That Raw was just unbelievably... Average.... 

I hope I'm wrong, but it just seems like WWE have completely dropped this whole "new era" that looked like starting after Punk's shoot. Back then Raw was once again captivating, I actually couldn't wait for the next episode, now it feels very sterile again, like they're just going through the motions, even Punk has seemingly become a generic face... I won't give up all hope just yet, maybe things will pick up again, but at the moment it's not looking good...


----------



## Kalashnikov (Dec 30, 2010)

1. Swagger should not have been beaten by Ryder in such (or any, really) fashion.
2. Ziggler has become pretty fucking good on the mic.
3. Cena-ADR Last Man Standing? I can't wait 

That's all I have to say about this edition of RAW. Not a very exciting episode.


----------



## Rustee (Jun 21, 2011)

Art13 said:


> That Raw was just unbelievably... Average....
> 
> I hope I'm wrong, but it just seems like WWE have completely dropped this whole "new era" that looked like starting after Punk's shoot. Back then Raw was once again captivating, I actually couldn't wait for the next episode, now it feels very sterile again, like they're just going through the motions, even Punk has seemingly become a generic face... I won't give up all hope just yet, maybe things will pick up again, but at the moment it's not looking good...


100% agree with this.


----------



## Tacticalpanic (Sep 7, 2011)

john morrison may as well have come to the ring wearing a red shirt lol


----------



## CeNation_ (Aug 13, 2011)

The crowd was so loud in John Cena's match.

Amazing atmosphere.


----------



## Moonlight_drive (Oct 8, 2008)

Not a very good RAW at all. 

Morriosn still looses, but he's in the ring with the main eventers every single week. So I'm not sure, what they will do with him. 
Ace and ADR in one segment... 
Natayla jobs again, that's a good thing (I can;t stand her voice), but why against Eve?? 
I don't care about the Miz and Truth, they will lose at Vengeance.
Push Ziggler to the main event. This former World Champion deserves it. 
Ryder pinned SWAGGAH?? Why? And please stop with the Mason Ryan push, this guy sucks.


----------



## Shining_Wizard1979 (Sep 8, 2009)

Thomas Batista said:


> We’ve seen cars blowing up, vehicular attacks, gang beatdowns, big injury angles to top stars and a cavalcade of hotshot angles and now the cameramen are walking off the job because they’re terrified of a Miz run-in? The wrestlers are unanimous in turning on HHH as an authority figure because of a Miz run-in? It’s just bad storytelling. They haven’t made the stakes feel important or the actions feel believable, and by acting like it’s this huge deal it will be even harder next month when they try to hotshot another big angle.

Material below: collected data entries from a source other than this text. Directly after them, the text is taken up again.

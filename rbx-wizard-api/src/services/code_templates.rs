use async_trait::async_trait;
use reqwest::Method;

use crate::error::Result;
use crate::http_client::ApiClient;
use crate::traits::CodeTemplatesApi;
use crate::types::{CodeResponse, SaveCodeRequest, TemplateKind};
use crate::utils::log_sanitizer::describe_source;

/// Validator / checker / interactor endpoints.
#[derive(Debug, Clone)]
pub struct CodeTemplatesService {
    client: ApiClient,
}

impl CodeTemplatesService {
    #[must_use]
    pub fn new(client: ApiClient) -> Self {
        Self { client }
    }
}

#[async_trait]
impl CodeTemplatesApi for CodeTemplatesService {
    async fn get_template(&self, kind: TemplateKind) -> Result<CodeResponse> {
        self.client.get_json(kind.endpoint()).await
    }

    async fn save_template(&self, kind: TemplateKind, code: &str) -> Result<CodeResponse> {
        log::debug!("Saving {kind} template ({})", describe_source(code));
        let body = SaveCodeRequest {
            code: code.to_string(),
        };
        self.client
            .send_json(Method::PUT, kind.endpoint(), &body)
            .await
    }
}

No kidding. I'm not a "tough guy," I don't go looking for fights or anything. I'm not sure I couldn't take him.

The thing that gets me is that then the next week, they have more run-ins. I understand it is WWE, but there can still be elements of realism and a story that makes sense. They should threaten suspension/firing anyone who interferes and makes it "unsafe." You know, go completely strict on rules.


----------



## =Dan= (Jun 11, 2006)

Art13 said:


> That Raw was just unbelievably... Average....
> 
> I hope I'm wrong, but it just seems like WWE have completely dropped this whole "new era" that looked like starting after Punk's shoot. Back then Raw was once again captivating, I actually couldn't wait for the next episode, now it feels very sterile again, like they're just going through the motions, even Punk has seemingly become a generic face... I won't give up all hope just yet, maybe things will pick up again, but at the moment it's not looking good...

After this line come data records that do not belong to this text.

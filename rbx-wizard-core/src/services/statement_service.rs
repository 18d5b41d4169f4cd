//! Statement viewer columns

use std::collections::HashMap;
use std::sync::Arc;

use tokio::sync::RwLock;

use crate::error::CoreResult;
use crate::services::{ColumnRegistry, Loadable, RemoteResources, ServiceContext};
use crate::types::{
    CodeResponse, ColumnKind, ConfigPatch, PanelConfig, Statement, StatementBuildResponse,
    StatementPatch, ViewMode,
};

/// What a statement column renders.
#[derive(Debug, Clone)]
pub enum StatementContent {
    /// No statement selected.
    Empty,
    /// Built artifact; the URL changes after every rebuild.
    Pdf { url: String },
    Code(Loadable<CodeResponse>),
}

/// Statement viewer service
pub struct StatementService {
    ctx: Arc<ServiceContext>,
    registry: Arc<ColumnRegistry>,
    resources: Arc<RemoteResources>,
    /// Rebuild counter per statement, appended to PDF URLs to defeat caching.
    pdf_versions: RwLock<HashMap<String, u64>>,
}

impl StatementService {
    pub fn new(
        ctx: Arc<ServiceContext>,
        registry: Arc<ColumnRegistry>,
        resources: Arc<RemoteResources>,
    ) -> Self {
        Self {
            ctx,
            registry,
            resources,
            pdf_versions: RwLock::new(HashMap::new()),
        }
    }

    /// All statements (empty when the list is unavailable).
    pub async fn statements(&self) -> Vec<Statement> {
        self.resources.statements().await
    }

    /// Point a statement column at `statement_id`, or clear its selection.
    pub async fn select_statement(
        &self,
        column_id: &str,
        statement_id: Option<String>,
    ) -> CoreResult<()> {
        self.registry
            .update_column(
                column_id,
                StatementPatch {
                    selected_statement_id: Some(statement_id),
                    ..StatementPatch::default()
                },
            )
            .await
    }

    /// Switch a statement column between PDF and source view.
    pub async fn toggle_view_mode(&self, column_id: &str) -> CoreResult<ViewMode> {
        self.registry
            .update_column_with(column_id, |panel| {
                let current = match panel {
                    PanelConfig::Statement(config) => config.view_mode,
                    _ => ViewMode::default(),
                };
                ConfigPatch::Statement(StatementPatch {
                    view_mode: Some(current.toggled()),
                    ..StatementPatch::default()
                })
            })
            .await?;

        let column = self.registry.require(column_id, ColumnKind::Statement)?;
        Ok(column
            .as_statement()
            .map(|config| config.view_mode)
            .unwrap_or_default())
    }

    /// Content for a statement column in its current view mode.
    pub async fn statement_content(&self, column_id: &str) -> CoreResult<StatementContent> {
        let column = self.registry.require(column_id, ColumnKind::Statement)?;
        let Some(config) = column.as_statement() else {
            return Ok(StatementContent::Empty);
        };
        let Some(statement_id) = config.selected_statement_id.as_ref() else {
            return Ok(StatementContent::Empty);
        };

        Ok(match config.view_mode {
            ViewMode::Pdf => StatementContent::Pdf {
                url: self.pdf_url(statement_id).await,
            },
            ViewMode::Code => StatementContent::Code(
                self.resources
                    .statement_code
                    .load(Some(statement_id))
                    .await,
            ),
        })
    }

    /// `{pdf_base_url}/statement/{id}?v={version}`
    pub async fn pdf_url(&self, statement_id: &str) -> String {
        let version = self
            .pdf_versions
            .read()
            .await
            .get(statement_id)
            .copied()
            .unwrap_or(0);
        format!(
            "{}/statement/{}?v={version}",
            self.ctx.settings.pdf_base_url.trim_end_matches('/'),
            urlencoding::encode(statement_id)
        )
    }

    /// Rebuild a statement's PDF.
    ///
    /// On success viewers get a fresh PDF URL and the cached source is refetched.
    pub async fn build_statement(&self, statement_id: &str) -> CoreResult<StatementBuildResponse> {
        let response = match self.ctx.statements_api.build_statement(statement_id).await {
            Ok(response) => response,
            Err(e) => {
                if e.is_expected() {
                    log::warn!("Build of statement {statement_id} failed: {e}");
                } else {
                    log::error!("Build of statement {statement_id} failed: {e}");
                }
                return Err(e.into());
            }
        };

        *self
            .pdf_versions
            .write()
            .await
            .entry(statement_id.to_string())
            .or_insert(0) += 1;
        log::info!("Built statement {statement_id} at {}", response.path);

        self.resources
            .statement_code
            .refetch(&statement_id.to_string())
            .await;
        Ok(response)
    }
}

This, Compared to recent Raws, this was a bit average


----------



## Optikk is All Elite (Sep 5, 2007)

meh RAW.


----------



## Pillzmayn (Apr 7, 2011)

Art13 said:


> That Raw was just unbelievably... Average....
> 
> I hope I'm wrong, but it just seems like WWE have completely dropped this whole "new era" that looked like starting after Punk's shoot. Back then Raw was once again captivating, I actually couldn't wait for the next episode, now it feels very sterile again, like they're just going through the motions, even Punk has seemingly become a generic face... I won't give up all hope just yet, maybe things will pick up again, but at the moment it's not looking good...

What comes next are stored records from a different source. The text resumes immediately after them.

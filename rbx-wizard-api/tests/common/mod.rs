//! Shared helpers: an in-process fake backend and assertion macros.

#![allow(dead_code)]

use std::net::SocketAddr;
use std::time::Duration;

use axum::Router;
use rbx_wizard_api::{ApiClient, ClientConfig};

/// Assert a `Result` is `Ok` and unwrap it (fails the test otherwise).
#[macro_export]
macro_rules! require_ok {
    ($expr:expr $(,)?) => {{
        let res = $expr;
        assert!(res.is_ok(), "expected Ok(..), got {res:?}");
        let Ok(val) = res else {
            return;
        };
        val
    }};
    ($expr:expr, $($msg:tt)+) => {{
        let res = $expr;
        assert!(
            res.is_ok(),
            "{}: {res:?}",
            format_args!($($msg)+)
        );
        let Ok(val) = res else {
            return;
        };
        val
    }};
}

/// Assert a `Result` is `Err` and unwrap the error.
#[macro_export]
macro_rules! require_err {
    ($expr:expr $(,)?) => {{
        let res = $expr;
        assert!(res.is_err(), "expected Err(..), got {res:?}");
        let Err(err) = res else {
            return;
        };
        err
    }};
}

/// Serve `router` on an ephemeral localhost port.
pub async fn spawn_backend(router: Router) -> SocketAddr {
    let listener = tokio::net::TcpListener::bind("127.0.0.1:0")
        .await
        .expect("bind fake backend");
    let addr = listener.local_addr().expect("local addr");
    tokio::spawn(async move {
        axum::serve(listener, router).await.expect("fake backend");
    });
    addr
}

/// Client pointed at `addr` with the given deadline.
pub fn client_for(addr: SocketAddr, timeout: Duration) -> ApiClient {
    ApiClient::new(ClientConfig::new(format!("http://{addr}")).with_timeout(timeout))
}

Maybe they were worried about the ratings, but then again, this summer only Punk mattered, the rest was shit.



Thomas Batista said:


> We’ve seen cars blowing up, vehicular attacks, gang beatdowns, big injury angles to top stars and a cavalcade of hotshot angles and now the cameramen are *walking off the job because they’re terrified of a Miz run-in?* The wrestlers are unanimous in turning on HHH as an authority figure because of a Miz run-in? It’s just bad storytelling. They haven’t made the stakes feel important or the actions feel believable, and by acting like it’s this huge deal it will be even harder next month when they try to hotshot another big angle.


It's one of the most embarassing thing I've ever seen in WWE. Everybody being scared of Miz, lol....


----------



## Art13 (Nov 5, 2010)

Pillzmayn said:


> *Maybe they were worried about the ratings*, but then again, this summer only Punk mattered, the rest was shit.


I'd like to think that WWE would have a bit more sense than to entirely drop a new direction just because of a few pretty standard fluctuations in the ratings... It's not as if Raw shot up to a 7.0 right after Austin's 3:16 promo. 

Again, I'm hoping it's just a lull and things will pick up again soon, but at the moment I'm felling an indifference towards the product I haven't felt since before Punk's shoot...


----------



## dynastynyy (Aug 31, 2011)

so i just finished watching last nights raw (fell asleep real early, downloaded it)...the best thing about Raw in Mexico? Not a single fucking "WHAT" chant.


----------



## mst3rulz (Apr 10, 2011)

I wonder what Melina's and Morrison's names will be in TNA?


----------



## Shining_Wizard1979 (Sep 8, 2009)

mst3rulz said:


> I wonder what Melina's and Morrison's names will be in TNA?


Melanie and Jim Hennigan.


----------



## TJChurch (Oct 7, 2011)

Kalashnikov said:


> 1. Swagger should not have been beaten by Ryder in such (or any, really) fashion.
> 2. Ziggler has become pretty fucking good on the mic.
> 3. Cena-ADR Last Man Standing? I can't wait
> 
> That's all I have to say about this edition of RAW. Not a very exciting episode.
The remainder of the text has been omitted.